小学校の卒業文集の将来の夢で料理人と書いたその日から。全てをなげうって…というほどではないが、それなりに頑張って調理の専門学校まで進んだ。学校に入ってからも授業を休んだことはないし、課題だって一度も落としたことはない。いたって真面目な優等生だった。
だったはずなんだが。
ーーーーー
「飯出来たよ」
「わーい!」
「カレーだぁ!」
「まず手ぇ洗ってこい」
「はーい」
進路活動にいまいち打ち込めなかった俺は、卒業したあともだらだらと家に居座り続けていた。とはいえ何もしていないわけではなく、母親の提案で家での料理を全て任されている。
「洗ってきた!」
「よし、じゃあ食べてよし!」
料理を作るのは今でも楽しい。家から全く出られないわけじゃない。
それなのになんで俺は職を探そうともせずにぼんやりと生きているんだろう。
「俺も食べるか…」
そう呟いたとき、エントランスじゃない方のドアチャイムが鳴った。我先にと立ち上がろうとした妹と弟を諫めて玄関に急ぐ。

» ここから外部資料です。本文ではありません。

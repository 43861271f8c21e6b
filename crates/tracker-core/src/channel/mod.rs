//! Ordered, synchronous hand-off of captured events to a single consumer.
//!
//! # Why a dedicated dispatch thread? (for beginners)
//!
//! Capture backends run inside OS-driven loops (`GetMessageW`, `CFRunLoopRun`,
//! a blocking `read`) on a thread the OS effectively owns.  The consumer, on the
//! other hand, expects to be called from one stable context so it never has to
//! worry about re-entrancy or concurrent calls.  The event channel bridges the
//! two: the consumer is moved onto a dedicated *dispatch thread*, and capture
//! threads hand events to it through an [`EventSink`].
//!
//! # Backpressure
//!
//! [`EventSink::push`] is a rendezvous: it blocks until the dispatch thread has
//! taken the event **and** the consumer has returned from
//! [`EventConsumer::on_event`].  A slow consumer therefore slows the capture
//! thread instead of growing an unbounded queue.  The cost is that an OS hook
//! waiting in `push` also stalls the input pipeline, so consumers must keep
//! their per-event work small.
//!
//! # Closing
//!
//! [`EventChannel::close`] waits for an in-flight push to finish delivery and
//! then refuses further pushes.  It may also be called from inside the consumer
//! itself, in which case it only marks the channel closed and returns; the
//! pushing thread tears the link down after the current delivery is
//! acknowledged.

use std::panic::{self, AssertUnwindSafe};
use std::sync::atomic::{AtomicBool, AtomicU64, Ordering};
use std::sync::mpsc::{self, Receiver, SyncSender};
use std::sync::{Arc, Mutex, PoisonError};
use std::thread::{self, JoinHandle, ThreadId};
use std::time::Duration;

use thiserror::Error;
use tracing::{debug, error, trace};

use crate::completion::{completion_pair, Completion, CompletionGuard};
use crate::domain::{EventKind, InputEvent};

/// Name given to the consumer dispatch thread.
pub const DISPATCH_THREAD_NAME: &str = "tracker-dispatch";

/// Errors returned by the event channel.
#[derive(Debug, Error)]
pub enum ChannelError {
    /// The channel was closed; the event was not delivered.
    #[error("event channel is closed")]
    Closed,
    /// The dispatch thread could not be spawned.
    #[error("failed to spawn dispatch thread: {0}")]
    Spawn(#[source] std::io::Error),
}

/// The single receiver of captured events.
///
/// Implemented for any `FnMut(EventKind, i64) + Send + 'static`, so a closure is
/// usually all a host needs to supply.
#[cfg_attr(test, mockall::automock)]
pub trait EventConsumer: Send + 'static {
    /// Called once per captured event, in capture order, on the dispatch thread.
    fn on_event(&mut self, kind: EventKind, code: i64);
}

impl<F> EventConsumer for F
where
    F: FnMut(EventKind, i64) + Send + 'static,
{
    fn on_event(&mut self, kind: EventKind, code: i64) {
        self(kind, code)
    }
}

/// Both ends the pushing side needs: the rendezvous sender and the ack receiver.
struct Link {
    events: SyncSender<InputEvent>,
    acks: Receiver<()>,
}

struct Shared {
    /// `None` once the channel is closed.  Held for the whole duration of a push.
    link: Mutex<Option<Link>>,
    closed: AtomicBool,
    delivered: AtomicU64,
    consumer_panics: AtomicU64,
}

impl Shared {
    fn is_closed(&self) -> bool {
        self.closed.load(Ordering::Acquire)
    }
}

/// Producer handle given to a capture backend.
#[derive(Clone)]
pub struct EventSink {
    shared: Arc<Shared>,
}

impl EventSink {
    /// Hands `event` to the consumer and blocks until the consumer returns.
    ///
    /// # Errors
    ///
    /// Returns [`ChannelError::Closed`] if the channel has been closed; the
    /// event is dropped in that case.
    pub fn push(&self, event: InputEvent) -> Result<(), ChannelError> {
        let mut guard = self
            .shared
            .link
            .lock()
            .unwrap_or_else(PoisonError::into_inner);

        if self.shared.is_closed() {
            *guard = None;
            return Err(ChannelError::Closed);
        }
        let link = guard.as_ref().ok_or(ChannelError::Closed)?;

        let outcome = link
            .events
            .send(event)
            .and_then(|()| link.acks.recv().map_err(|_| mpsc::SendError(event)));

        // A close requested from inside the consumer lands here: the current
        // event has been delivered, so the link can go.
        if outcome.is_err() || self.shared.is_closed() {
            *guard = None;
        }
        outcome.map_err(|_| ChannelError::Closed)
    }

    /// Returns `true` once the owning channel has been closed.
    pub fn is_closed(&self) -> bool {
        self.shared.is_closed()
    }
}

/// Owner side of the event channel: the dispatch thread and its consumer.
pub struct EventChannel {
    shared: Arc<Shared>,
    dispatcher_id: ThreadId,
    dispatcher: Option<JoinHandle<()>>,
    completion: Completion,
}

impl EventChannel {
    /// Moves `consumer` onto a new dispatch thread and returns the channel.
    ///
    /// # Errors
    ///
    /// Returns [`ChannelError::Spawn`] if the OS refuses to create the thread.
    pub fn open<C: EventConsumer>(consumer: C) -> Result<Self, ChannelError> {
        let (event_tx, event_rx) = mpsc::sync_channel::<InputEvent>(0);
        let (ack_tx, ack_rx) = mpsc::sync_channel::<()>(0);
        let (guard, completion) = completion_pair();

        let shared = Arc::new(Shared {
            link: Mutex::new(Some(Link {
                events: event_tx,
                acks: ack_rx,
            })),
            closed: AtomicBool::new(false),
            delivered: AtomicU64::new(0),
            consumer_panics: AtomicU64::new(0),
        });

        let loop_shared = Arc::clone(&shared);
        let dispatcher = thread::Builder::new()
            .name(DISPATCH_THREAD_NAME.to_string())
            .spawn(move || dispatch_loop(consumer, event_rx, ack_tx, loop_shared, guard))
            .map_err(ChannelError::Spawn)?;

        Ok(Self {
            shared,
            dispatcher_id: dispatcher.thread().id(),
            dispatcher: Some(dispatcher),
            completion,
        })
    }

    /// Returns a new producer handle.
    pub fn sink(&self) -> EventSink {
        EventSink {
            shared: Arc::clone(&self.shared),
        }
    }

    /// Closes the channel.  Idempotent.
    ///
    /// Blocks until an in-flight [`EventSink::push`] has been delivered, unless
    /// called from the dispatch thread itself.
    pub fn close(&self) {
        let was_closed = self.shared.closed.swap(true, Ordering::AcqRel);
        if self.on_dispatch_thread() {
            debug!("event channel close requested from inside the consumer");
            return;
        }
        let mut guard = self
            .shared
            .link
            .lock()
            .unwrap_or_else(PoisonError::into_inner);
        *guard = None;
        if !was_closed {
            debug!(
                delivered = self.delivered(),
                "event channel closed"
            );
        }
    }

    /// Returns `true` once [`close`](Self::close) has been called.
    pub fn is_closed(&self) -> bool {
        self.shared.is_closed()
    }

    /// Number of events handed to the consumer so far.
    pub fn delivered(&self) -> u64 {
        self.shared.delivered.load(Ordering::Acquire)
    }

    /// Number of consumer calls (including the final drop) that panicked.
    pub fn consumer_panics(&self) -> u64 {
        self.shared.consumer_panics.load(Ordering::Acquire)
    }

    /// Waits up to `timeout` for the dispatch thread to exit.
    ///
    /// Returns `true` if it exited.  Always returns `false` when called from
    /// the dispatch thread, which cannot wait for itself.
    pub fn join(&mut self, timeout: Duration) -> bool {
        if self.on_dispatch_thread() {
            return false;
        }
        if !self.completion.wait(timeout) {
            return false;
        }
        if let Some(handle) = self.dispatcher.take() {
            if handle.join().is_err() {
                error!("dispatch thread panicked outside the consumer");
            }
        }
        true
    }

    /// Returns `true` once the dispatch thread has exited.
    pub fn is_finished(&self) -> bool {
        self.completion.is_done()
    }

    fn on_dispatch_thread(&self) -> bool {
        thread::current().id() == self.dispatcher_id
    }
}

impl Drop for EventChannel {
    fn drop(&mut self) {
        self.close();
    }
}

fn dispatch_loop<C: EventConsumer>(
    mut consumer: C,
    events: Receiver<InputEvent>,
    acks: SyncSender<()>,
    shared: Arc<Shared>,
    _completion: CompletionGuard,
) {
    debug!("dispatch loop started");
    for event in events.iter() {
        trace!(kind = %event.kind, code = event.code, "delivering event");
        let outcome = panic::catch_unwind(AssertUnwindSafe(|| {
            consumer.on_event(event.kind, event.code)
        }));
        if outcome.is_err() {
            shared.consumer_panics.fetch_add(1, Ordering::AcqRel);
            error!(kind = %event.kind, code = event.code, "event consumer panicked");
        }
        shared.delivered.fetch_add(1, Ordering::AcqRel);
        if acks.send(()).is_err() {
            break;
        }
    }
    // Drop the consumer on the thread that used it.
    if panic::catch_unwind(AssertUnwindSafe(move || drop(consumer))).is_err() {
        shared.consumer_panics.fetch_add(1, Ordering::AcqRel);
        error!("event consumer panicked while being dropped");
    }
    debug!("dispatch loop exiting");
}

扉を開けると隣の部屋に住んでいて幼馴染のお母さんである足立さんが立っていた。
「こんにちは」
「おー稔くん、今日も髪の毛ぼっさぼさだねぇ」
「うっ…最近母が忙しくて髪切れてなくて」
「はぁー今でも髪切らせてくれるのかぁ羨ましい!」
「えっと…今日はどうしたんですか?」
だいたい来るときはでっかい鍋かこれでもかとおかずが敷き詰められたタッパを持っているのだが、今日は珍しく手ぶら。それに俺がきょとんとしていると、おばさんがいきなり手を振り上げてから俺の目の前に何とも独特なセンスのキーホルダーを掲げた。
「…これ楽器ですか?」
「あ、そっちじゃなくて」
俺の言葉に目を見開いてから指でキーホルダーを避ける。その後ろから現れたのは一つの鍵だった。
「稔くん、うちで働かない?」
「え?」
(暗転)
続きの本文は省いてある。